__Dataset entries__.
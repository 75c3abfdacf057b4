//! Section and claim extraction.
//!
//! Text is split into the four canonical sections by heading detection. When a
//! text has no recognisable headings (abstracts, short notes) each sentence is
//! classified by cue words instead. Claims are the sentences of each section.

use super::documents::DocumentStore;
use super::{PaperParser, ParsedPaper, ToolError};
use crate::state::{Claim, Paper, ParsedSections, Section};
use crate::text;
use async_trait::async_trait;
use std::sync::Arc;

/// Longest line, in words, still considered a heading.
const MAX_HEADING_WORDS: usize = 6;

const HEADINGS: &[(Section, &[&str])] = &[
    (
        Section::ResearchQuestion,
        &[
            "introduction",
            "background",
            "research question",
            "research questions",
            "objective",
            "objectives",
            "aim",
            "aims",
            "motivation",
            "hypothesis",
            "hypotheses",
            "purpose",
        ],
    ),
    (
        Section::Methodology,
        &[
            "method",
            "methods",
            "methodology",
            "materials and methods",
            "experimental setup",
            "experiments",
            "study design",
            "approach",
            "design",
            "participants",
            "procedure",
        ],
    ),
    (
        Section::Results,
        &[
            "results",
            "findings",
            "evaluation",
            "discussion",
            "results and discussion",
            "conclusion",
            "conclusions",
            "outcomes",
        ],
    ),
    (
        Section::Limitations,
        &[
            "limitations",
            "limitation",
            "threats to validity",
            "limitations and future work",
            "strengths and limitations",
        ],
    ),
];

/// Headings whose body is not one of the four sections.
const IGNORED_HEADINGS: &[&str] = &[
    "abstract",
    "references",
    "bibliography",
    "acknowledgements",
    "acknowledgments",
    "related work",
    "appendix",
    "funding",
    "keywords",
];

const LIMITATION_CUES: &[&str] = &[
    "limitation",
    "limited by",
    "small sample",
    "future work",
    "caveat",
    "may not generali",
    "cannot rule out",
    "was not controlled",
    "weakness",
    "threat to validity",
];

const QUESTION_CUES: &[&str] = &[
    "we investigate",
    "we examine",
    "we ask",
    "this study examines",
    "this paper examines",
    "we hypothesi",
    "the aim",
    "our aim",
    "we aim",
    "objective",
    "whether",
    "research question",
];

const METHOD_CUES: &[&str] = &[
    "we used",
    "we use",
    "we collected",
    "we conducted",
    "we recruited",
    "we trained",
    "participants",
    "sample of",
    "dataset",
    "randomi",
    "survey",
    "procedure",
    "were assigned",
    "we measured",
];

const RESULT_CUES: &[&str] = &[
    "we found",
    "we find",
    "results",
    "showed",
    "shows",
    "significant",
    "outperform",
    "underperform",
    "improve",
    "increase",
    "decrease",
    "reduce",
    "achieve",
    "accuracy",
    "associated with",
    "effective",
];

/// Parser backed by a [`DocumentStore`].
pub struct SectionParser {
    store: Arc<dyn DocumentStore>,
    max_claims_per_section: usize,
    min_claim_words: usize,
}

impl SectionParser {
    pub fn new(
        store: Arc<dyn DocumentStore>,
        max_claims_per_section: usize,
        min_claim_words: usize,
    ) -> Self {
        Self {
            store,
            max_claims_per_section,
            min_claim_words,
        }
    }

    /// Sentence-level claims, ids stable as `<paper>#<section>-<n>`.
    pub fn extract_claims(&self, paper_id: &str, sections: &ParsedSections) -> Vec<Claim> {
        let mut claims = Vec::new();
        for section in Section::ALL {
            let kept = text::sentences(sections.get(section))
                .into_iter()
                .filter(|s| text::words(s).len() >= self.min_claim_words)
                .take(self.max_claims_per_section);
            for (n, statement) in kept.enumerate() {
                claims.push(Claim {
                    id: format!("{}#{}-{}", paper_id, section.as_str(), n),
                    source_paper_id: paper_id.to_string(),
                    statement,
                    section_origin: section,
                });
            }
        }
        claims
    }
}

#[async_trait]
impl PaperParser for SectionParser {
    fn name(&self) -> &str {
        "section-parser"
    }

    async fn parse(&self, paper: &Paper) -> Result<ParsedPaper, ToolError> {
        let sections = match &paper.parsed_sections {
            Some(existing) if !existing.is_empty() => existing.clone(),
            _ => match &paper.metadata.abstract_text {
                Some(abstract_text) => split_sections(abstract_text),
                None => {
                    let body = self.store.fetch_text(paper).await?;
                    split_sections(&body)
                }
            },
        };

        let claims = self.extract_claims(&paper.id, &sections);
        tracing::trace!(
            paper_id = %paper.id,
            claims = claims.len(),
            "Parsed paper"
        );

        Ok(ParsedPaper {
            paper_id: paper.id.clone(),
            sections,
            claims,
        })
    }
}

/// Split free text into the four canonical sections.
pub fn split_sections(body: &str) -> ParsedSections {
    let mut sections = ParsedSections::default();
    let mut found_heading = false;
    // None while inside an ignored heading or before the first heading
    let mut current: Option<Section> = None;
    let mut preamble = String::new();

    for line in body.lines() {
        let trimmed = line.trim();
        if trimmed.is_empty() {
            if let Some(section) = current {
                append(sections.get_mut(section), "\n\n");
            } else if !found_heading {
                preamble.push_str("\n\n");
            }
            continue;
        }

        match heading_of(trimmed) {
            Some(HeadingMatch { section, rest }) => {
                found_heading = true;
                current = section;
                if let (Some(section), Some(rest)) = (section, rest) {
                    append(sections.get_mut(section), rest);
                }
            }
            None => match current {
                Some(section) => append(sections.get_mut(section), trimmed),
                None if !found_heading => {
                    preamble.push_str(trimmed);
                    preamble.push('\n');
                }
                None => {}
            },
        }
    }

    if !found_heading {
        return classify_sentences(&preamble);
    }

    for section in Section::ALL {
        let cleaned = sections.get(section).trim().to_string();
        *sections.get_mut(section) = cleaned;
    }
    sections
}

struct HeadingMatch<'a> {
    section: Option<Section>,
    /// Body text following an inline `Heading:` prefix
    rest: Option<&'a str>,
}

fn heading_of(line: &str) -> Option<HeadingMatch<'_>> {
    // Inline form: "Results: accuracy improved by 4 points."
    if let Some((prefix, rest)) = line.split_once(':') {
        let rest = rest.trim();
        if !rest.is_empty() {
            if let Some(section) = match_heading(prefix) {
                return Some(HeadingMatch {
                    section,
                    rest: Some(rest),
                });
            }
            return None;
        }
    }

    if text::words(line).len() > MAX_HEADING_WORDS {
        return None;
    }
    match_heading(line).map(|section| HeadingMatch {
        section,
        rest: None,
    })
}

/// `Some(Some(_))` for a section heading, `Some(None)` for an ignored heading.
fn match_heading(candidate: &str) -> Option<Option<Section>> {
    let label = strip_numbering(candidate);
    if label.is_empty() {
        return None;
    }
    if IGNORED_HEADINGS.contains(&label.as_str()) {
        return Some(None);
    }
    HEADINGS
        .iter()
        .find(|(_, names)| names.contains(&label.as_str()))
        .map(|(section, _)| Some(*section))
}

/// "2.1 Materials and Methods" → "materials and methods"; "IV. RESULTS" → "results".
fn strip_numbering(candidate: &str) -> String {
    let words = text::words(candidate);
    let start = words
        .iter()
        .position(|w| !is_section_number(w))
        .unwrap_or(words.len());
    words[start..].join(" ")
}

fn is_section_number(word: &str) -> bool {
    word.chars().all(|c| c.is_ascii_digit())
        || (word.len() <= 4 && word.chars().all(|c| matches!(c, 'i' | 'v' | 'x')))
}

fn classify_sentences(body: &str) -> ParsedSections {
    let mut sections = ParsedSections::default();
    for sentence in text::sentences(body) {
        if let Some(section) = classify_sentence(&sentence) {
            append(sections.get_mut(section), &sentence);
        }
    }
    sections
}

/// Cue-word classification; unclassified sentences are dropped.
pub fn classify_sentence(sentence: &str) -> Option<Section> {
    let lower = sentence.to_lowercase();
    let has = |cues: &[&str]| cues.iter().any(|cue| lower.contains(cue));
    if has(LIMITATION_CUES) {
        Some(Section::Limitations)
    } else if has(QUESTION_CUES) {
        Some(Section::ResearchQuestion)
    } else if has(METHOD_CUES) {
        Some(Section::Methodology)
    } else if has(RESULT_CUES) {
        Some(Section::Results)
    } else {
        None
    }
}

fn append(target: &mut String, fragment: &str) {
    if fragment == "\n\n" {
        if !target.is_empty() && !target.ends_with("\n\n") {
            target.push_str("\n\n");
        }
        return;
    }
    if !target.is_empty() && !target.ends_with('\n') {
        target.push(' ');
    }
    target.push_str(fragment);
}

__Directions for this task__.
Using the data above, copy each line that contains "candidate".

__Written solution__.
fn match_heading(candidate: &str) -> Option<Option<Section>> {
    let label = strip_numbering(candidate);
fn strip_numbering(candidate: &str) -> String {
    let words = text::words(candidate);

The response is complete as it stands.